---------- RECORDS PROVIDED

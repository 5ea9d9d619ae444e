//! Pointer input tracking.
//!
//! The [`Pointer`] struct folds raw window events (mouse and touch) into the
//! x/y/pressed state the simulation reads each tick. The cursor leaving the
//! surface is treated the same as a release, so a press held while exiting
//! the window cannot leave the field stuck in attraction.

use glam::Vec2;
use winit::event::{ElementState, MouseButton, Touch, TouchPhase, WindowEvent};

/// Pointer state read by the particle field every tick.
#[derive(Debug, Clone, Copy, PartialEq)]
pub struct Pointer {
    pub position: Vec2,
    pub pressed: bool,
}

impl Default for Pointer {
    fn default() -> Self {
        // Start far off-surface so no particle is inside the interaction
        // radius before the first pointer event arrives.
        Self {
            position: Vec2::new(-1000.0, -1000.0),
            pressed: false,
        }
    }
}

impl Pointer {
    pub fn new() -> Self {
        Self::default()
    }

    /// Fold a window event into the pointer state.
    ///
    /// Unrecognized events are ignored; touch input maps to the same state
    /// as the mouse.
    pub fn handle_event(&mut self, event: &WindowEvent) {
        match event {
            WindowEvent::CursorMoved { position, .. } => {
                self.move_to(Vec2::new(position.x as f32, position.y as f32));
            }
            WindowEvent::MouseInput {
                state,
                button: MouseButton::Left,
                ..
            } => {
                self.set_pressed(*state == ElementState::Pressed);
            }
            WindowEvent::CursorLeft { .. } => self.leave(),
            WindowEvent::Touch(Touch {
                phase, location, ..
            }) => {
                self.move_to(Vec2::new(location.x as f32, location.y as f32));
                match phase {
                    TouchPhase::Started => self.set_pressed(true),
                    TouchPhase::Ended | TouchPhase::Cancelled => self.set_pressed(false),
                    TouchPhase::Moved => {}
                }
            }
            _ => {}
        }
    }

    /// Update the tracked position. Applies unconditionally, even while the
    /// pointer is outside the canvas.
    pub fn move_to(&mut self, position: Vec2) {
        self.position = position;
    }

    pub fn set_pressed(&mut self, pressed: bool) {
        self.pressed = pressed;
    }

    /// The pointer left the surface: treated identically to a release.
    pub fn leave(&mut self) {
        self.pressed = false;
    }
}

--------------------

**THE PROBLEM**
Your reply should repeat the entries above in full, with every character intact.

**ANSWER TO THE EXERCISE**
repository 5ea9d9d619ae444e
//! Pointer input tracking.
//!
//! The [`Pointer`] struct folds raw window events (mouse and touch) into the
//! x/y/pressed state the simulation reads each tick. The cursor leaving the
//! surface is treated the same as a release, so a press held while exiting
//! the window cannot leave the field stuck in attraction.

use glam::Vec2;
use winit::event::{ElementState, MouseButton, Touch, TouchPhase, WindowEvent};

/// Pointer state read by the particle field every tick.
#[derive(Debug, Clone, Copy, PartialEq)]
pub struct Pointer {
    pub position: Vec2,
    pub pressed: bool,
}

impl Default for Pointer {
    fn default() -> Self {
        // Start far off-surface so no particle is inside the interaction
        // radius before the first pointer event arrives.
        Self {
            position: Vec2::new(-1000.0, -1000.0),
            pressed: false,
        }
    }
}

impl Pointer {
    pub fn new() -> Self {
        Self::default()
    }

    /// Fold a window event into the pointer state.
    ///
    /// Unrecognized events are ignored; touch input maps to the same state
    /// as the mouse.
    pub fn handle_event(&mut self, event: &WindowEvent) {
        match event {
            WindowEvent::CursorMoved { position, .. } => {
                self.move_to(Vec2::new(position.x as f32, position.y as f32));
            }
            WindowEvent::MouseInput {
                state,
                button: MouseButton::Left,
                ..
            } => {
                self.set_pressed(*state == ElementState::Pressed);
            }
            WindowEvent::CursorLeft { .. } => self.leave(),
            WindowEvent::Touch(Touch {
                phase, location, ..
            }) => {
                self.move_to(Vec2::new(location.x as f32, location.y as f32));
                match phase {
                    TouchPhase::Started => self.set_pressed(true),
                    TouchPhase::Ended | TouchPhase::Cancelled => self.set_pressed(false),
                    TouchPhase::Moved => {}
                }
            }
            _ => {}
        }
    }

    /// Update the tracked position. Applies unconditionally, even while the
    /// pointer is outside the canvas.
    pub fn move_to(&mut self, position: Vec2) {
        self.position = position;
    }

    pub fn set_pressed(&mut self, pressed: bool) {
        self.pressed = pressed;
    }

    /// The pointer left the surface: treated identically to a release.
    pub fn leave(&mut self) {
        self.pressed = false;
    }
}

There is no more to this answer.